Action item: State only how many lines of the records contain the string "return".

Records for this task:
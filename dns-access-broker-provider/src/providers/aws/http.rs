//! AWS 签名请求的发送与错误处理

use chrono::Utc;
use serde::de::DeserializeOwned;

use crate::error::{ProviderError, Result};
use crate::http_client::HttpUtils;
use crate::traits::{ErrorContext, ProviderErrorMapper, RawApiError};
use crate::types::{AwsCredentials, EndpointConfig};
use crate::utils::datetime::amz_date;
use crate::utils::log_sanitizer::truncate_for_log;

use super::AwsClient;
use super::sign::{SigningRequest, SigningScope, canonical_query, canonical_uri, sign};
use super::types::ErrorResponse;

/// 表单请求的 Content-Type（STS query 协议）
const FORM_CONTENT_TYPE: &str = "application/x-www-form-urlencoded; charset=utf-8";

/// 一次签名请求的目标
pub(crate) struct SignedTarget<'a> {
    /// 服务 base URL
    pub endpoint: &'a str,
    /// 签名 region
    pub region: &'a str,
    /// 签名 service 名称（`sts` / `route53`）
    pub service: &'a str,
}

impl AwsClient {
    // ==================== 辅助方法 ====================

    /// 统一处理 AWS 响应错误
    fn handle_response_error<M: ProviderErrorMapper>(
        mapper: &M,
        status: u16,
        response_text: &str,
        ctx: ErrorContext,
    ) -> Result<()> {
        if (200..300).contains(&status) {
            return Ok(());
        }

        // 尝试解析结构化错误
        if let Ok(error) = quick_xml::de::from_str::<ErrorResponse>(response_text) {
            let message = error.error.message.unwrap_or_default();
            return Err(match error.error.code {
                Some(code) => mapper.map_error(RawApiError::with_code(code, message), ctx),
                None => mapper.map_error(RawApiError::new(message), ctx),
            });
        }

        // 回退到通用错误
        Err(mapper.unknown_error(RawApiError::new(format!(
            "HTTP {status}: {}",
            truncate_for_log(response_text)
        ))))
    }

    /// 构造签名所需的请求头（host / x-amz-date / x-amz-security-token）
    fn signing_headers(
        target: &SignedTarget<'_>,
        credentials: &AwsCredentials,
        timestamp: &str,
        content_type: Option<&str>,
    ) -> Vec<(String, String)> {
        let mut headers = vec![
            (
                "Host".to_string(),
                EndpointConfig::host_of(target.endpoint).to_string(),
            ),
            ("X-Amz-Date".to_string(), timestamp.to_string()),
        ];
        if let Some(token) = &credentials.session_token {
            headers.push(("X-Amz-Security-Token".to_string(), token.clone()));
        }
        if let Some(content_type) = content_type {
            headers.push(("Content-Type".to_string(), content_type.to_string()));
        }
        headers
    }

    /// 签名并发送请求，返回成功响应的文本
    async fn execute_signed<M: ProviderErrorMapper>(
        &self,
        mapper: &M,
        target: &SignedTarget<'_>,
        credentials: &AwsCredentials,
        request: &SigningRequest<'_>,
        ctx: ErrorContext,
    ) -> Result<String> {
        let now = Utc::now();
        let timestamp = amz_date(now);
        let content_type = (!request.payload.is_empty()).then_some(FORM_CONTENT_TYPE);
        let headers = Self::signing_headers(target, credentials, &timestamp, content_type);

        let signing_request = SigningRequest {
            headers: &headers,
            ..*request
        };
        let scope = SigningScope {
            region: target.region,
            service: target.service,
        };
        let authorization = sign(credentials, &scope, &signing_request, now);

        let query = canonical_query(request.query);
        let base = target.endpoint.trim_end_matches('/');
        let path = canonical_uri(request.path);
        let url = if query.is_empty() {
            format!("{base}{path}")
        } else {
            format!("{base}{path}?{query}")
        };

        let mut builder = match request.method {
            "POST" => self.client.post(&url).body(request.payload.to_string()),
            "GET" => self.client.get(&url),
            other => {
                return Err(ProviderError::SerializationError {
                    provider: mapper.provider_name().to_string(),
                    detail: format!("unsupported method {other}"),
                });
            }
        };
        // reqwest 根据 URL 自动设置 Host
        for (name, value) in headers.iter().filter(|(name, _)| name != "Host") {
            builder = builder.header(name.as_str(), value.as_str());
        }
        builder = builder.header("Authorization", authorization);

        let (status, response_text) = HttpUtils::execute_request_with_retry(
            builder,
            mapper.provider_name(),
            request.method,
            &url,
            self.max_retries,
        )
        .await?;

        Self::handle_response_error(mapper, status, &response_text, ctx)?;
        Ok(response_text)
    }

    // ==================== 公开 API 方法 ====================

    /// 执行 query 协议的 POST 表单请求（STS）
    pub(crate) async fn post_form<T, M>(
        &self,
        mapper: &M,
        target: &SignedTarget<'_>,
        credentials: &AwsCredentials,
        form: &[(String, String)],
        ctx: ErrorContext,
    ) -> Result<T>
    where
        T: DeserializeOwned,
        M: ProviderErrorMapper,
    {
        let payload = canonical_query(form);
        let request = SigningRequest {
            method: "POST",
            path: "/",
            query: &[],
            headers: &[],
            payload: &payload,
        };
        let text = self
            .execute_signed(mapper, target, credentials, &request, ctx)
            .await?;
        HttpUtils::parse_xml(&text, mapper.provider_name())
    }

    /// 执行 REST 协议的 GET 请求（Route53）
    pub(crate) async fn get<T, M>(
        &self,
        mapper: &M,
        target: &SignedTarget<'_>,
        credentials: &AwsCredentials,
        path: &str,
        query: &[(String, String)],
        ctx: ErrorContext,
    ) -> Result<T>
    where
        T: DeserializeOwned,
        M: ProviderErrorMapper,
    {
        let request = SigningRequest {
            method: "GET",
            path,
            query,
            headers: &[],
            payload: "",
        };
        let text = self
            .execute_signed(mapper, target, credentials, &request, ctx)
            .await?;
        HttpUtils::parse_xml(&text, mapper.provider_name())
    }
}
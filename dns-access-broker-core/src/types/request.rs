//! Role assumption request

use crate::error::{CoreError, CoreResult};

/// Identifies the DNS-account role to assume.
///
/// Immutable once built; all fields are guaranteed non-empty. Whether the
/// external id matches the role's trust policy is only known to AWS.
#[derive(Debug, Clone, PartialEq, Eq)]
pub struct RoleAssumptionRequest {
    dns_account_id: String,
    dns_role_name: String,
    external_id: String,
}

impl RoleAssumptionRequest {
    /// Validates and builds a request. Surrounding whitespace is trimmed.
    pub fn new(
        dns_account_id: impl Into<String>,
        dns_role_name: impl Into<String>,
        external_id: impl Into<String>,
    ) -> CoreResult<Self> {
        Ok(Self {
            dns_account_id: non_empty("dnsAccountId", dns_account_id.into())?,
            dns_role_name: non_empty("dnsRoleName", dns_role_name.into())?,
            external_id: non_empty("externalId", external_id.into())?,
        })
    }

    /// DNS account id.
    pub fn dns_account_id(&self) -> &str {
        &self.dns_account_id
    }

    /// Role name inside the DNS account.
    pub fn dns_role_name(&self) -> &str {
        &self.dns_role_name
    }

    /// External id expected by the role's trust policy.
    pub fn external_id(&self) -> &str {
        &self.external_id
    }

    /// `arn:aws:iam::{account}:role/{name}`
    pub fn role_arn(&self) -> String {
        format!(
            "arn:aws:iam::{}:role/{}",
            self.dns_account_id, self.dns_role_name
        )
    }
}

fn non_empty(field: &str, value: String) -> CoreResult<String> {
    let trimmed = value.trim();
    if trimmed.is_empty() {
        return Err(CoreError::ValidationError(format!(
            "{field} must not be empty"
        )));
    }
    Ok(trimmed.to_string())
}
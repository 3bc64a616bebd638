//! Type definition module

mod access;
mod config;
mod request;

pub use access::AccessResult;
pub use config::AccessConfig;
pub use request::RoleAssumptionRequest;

---

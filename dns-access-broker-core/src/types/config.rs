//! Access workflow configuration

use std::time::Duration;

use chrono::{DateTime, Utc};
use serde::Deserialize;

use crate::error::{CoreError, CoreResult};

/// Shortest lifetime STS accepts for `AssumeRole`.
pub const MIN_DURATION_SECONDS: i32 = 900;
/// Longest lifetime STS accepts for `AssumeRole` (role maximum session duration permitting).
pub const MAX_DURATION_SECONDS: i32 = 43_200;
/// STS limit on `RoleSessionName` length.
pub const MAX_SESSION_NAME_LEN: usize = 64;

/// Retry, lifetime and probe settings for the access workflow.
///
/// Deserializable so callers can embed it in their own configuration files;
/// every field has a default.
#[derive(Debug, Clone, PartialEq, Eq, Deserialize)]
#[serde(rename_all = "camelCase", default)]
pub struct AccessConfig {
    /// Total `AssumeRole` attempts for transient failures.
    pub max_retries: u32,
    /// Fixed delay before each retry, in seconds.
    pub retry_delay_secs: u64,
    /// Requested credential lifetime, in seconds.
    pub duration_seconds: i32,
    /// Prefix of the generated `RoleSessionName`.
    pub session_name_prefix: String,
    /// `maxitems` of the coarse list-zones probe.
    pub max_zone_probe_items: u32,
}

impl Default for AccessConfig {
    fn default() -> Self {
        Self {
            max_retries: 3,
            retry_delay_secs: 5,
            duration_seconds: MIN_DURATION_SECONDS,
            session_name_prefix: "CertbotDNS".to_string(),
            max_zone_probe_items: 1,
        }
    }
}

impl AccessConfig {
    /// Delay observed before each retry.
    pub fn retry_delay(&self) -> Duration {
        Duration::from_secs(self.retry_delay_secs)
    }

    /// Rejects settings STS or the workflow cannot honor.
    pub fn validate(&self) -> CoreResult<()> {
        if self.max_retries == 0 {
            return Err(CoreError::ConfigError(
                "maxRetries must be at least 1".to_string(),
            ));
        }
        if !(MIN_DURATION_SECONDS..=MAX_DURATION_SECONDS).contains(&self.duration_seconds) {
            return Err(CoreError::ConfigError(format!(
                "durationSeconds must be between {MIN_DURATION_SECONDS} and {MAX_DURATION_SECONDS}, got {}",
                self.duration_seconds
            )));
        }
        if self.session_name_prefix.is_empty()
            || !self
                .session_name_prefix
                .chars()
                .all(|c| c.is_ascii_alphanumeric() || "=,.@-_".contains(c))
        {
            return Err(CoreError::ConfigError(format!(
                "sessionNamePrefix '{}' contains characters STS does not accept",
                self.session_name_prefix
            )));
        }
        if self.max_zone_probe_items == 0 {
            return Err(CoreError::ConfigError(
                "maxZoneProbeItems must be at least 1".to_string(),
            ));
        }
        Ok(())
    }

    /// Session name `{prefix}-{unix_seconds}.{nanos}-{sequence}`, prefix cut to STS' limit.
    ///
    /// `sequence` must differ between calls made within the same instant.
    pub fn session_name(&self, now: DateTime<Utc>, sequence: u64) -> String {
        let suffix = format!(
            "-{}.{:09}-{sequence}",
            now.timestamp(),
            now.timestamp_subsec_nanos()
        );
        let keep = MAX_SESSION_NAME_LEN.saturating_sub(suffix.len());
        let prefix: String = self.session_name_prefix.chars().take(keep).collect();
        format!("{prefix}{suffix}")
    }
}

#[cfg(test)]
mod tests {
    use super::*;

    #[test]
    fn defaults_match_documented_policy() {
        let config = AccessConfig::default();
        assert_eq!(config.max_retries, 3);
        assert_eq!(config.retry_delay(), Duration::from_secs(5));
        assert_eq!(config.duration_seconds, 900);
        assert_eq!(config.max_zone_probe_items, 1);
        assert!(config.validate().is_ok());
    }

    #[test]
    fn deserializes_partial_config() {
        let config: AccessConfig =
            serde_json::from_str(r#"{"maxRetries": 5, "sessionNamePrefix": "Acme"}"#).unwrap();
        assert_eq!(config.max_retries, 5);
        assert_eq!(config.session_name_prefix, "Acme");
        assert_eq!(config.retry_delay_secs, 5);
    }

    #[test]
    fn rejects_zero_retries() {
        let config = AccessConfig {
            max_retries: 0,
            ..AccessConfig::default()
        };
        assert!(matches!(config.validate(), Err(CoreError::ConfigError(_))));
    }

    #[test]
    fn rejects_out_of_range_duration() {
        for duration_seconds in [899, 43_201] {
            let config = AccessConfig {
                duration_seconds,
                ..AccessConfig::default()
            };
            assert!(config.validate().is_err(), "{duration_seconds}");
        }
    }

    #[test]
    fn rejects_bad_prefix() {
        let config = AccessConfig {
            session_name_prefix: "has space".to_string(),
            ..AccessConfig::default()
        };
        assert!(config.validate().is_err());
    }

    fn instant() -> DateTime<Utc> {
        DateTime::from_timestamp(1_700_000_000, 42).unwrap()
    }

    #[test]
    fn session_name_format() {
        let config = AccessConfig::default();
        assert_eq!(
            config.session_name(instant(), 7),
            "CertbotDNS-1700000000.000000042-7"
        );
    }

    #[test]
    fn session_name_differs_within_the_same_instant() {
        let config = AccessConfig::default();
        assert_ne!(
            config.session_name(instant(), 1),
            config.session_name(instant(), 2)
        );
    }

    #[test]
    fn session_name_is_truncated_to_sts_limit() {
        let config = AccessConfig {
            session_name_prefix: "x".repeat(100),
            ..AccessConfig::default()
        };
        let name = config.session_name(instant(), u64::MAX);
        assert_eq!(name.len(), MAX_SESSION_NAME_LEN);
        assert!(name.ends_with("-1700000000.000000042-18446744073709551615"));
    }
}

Reply to the exercise: 8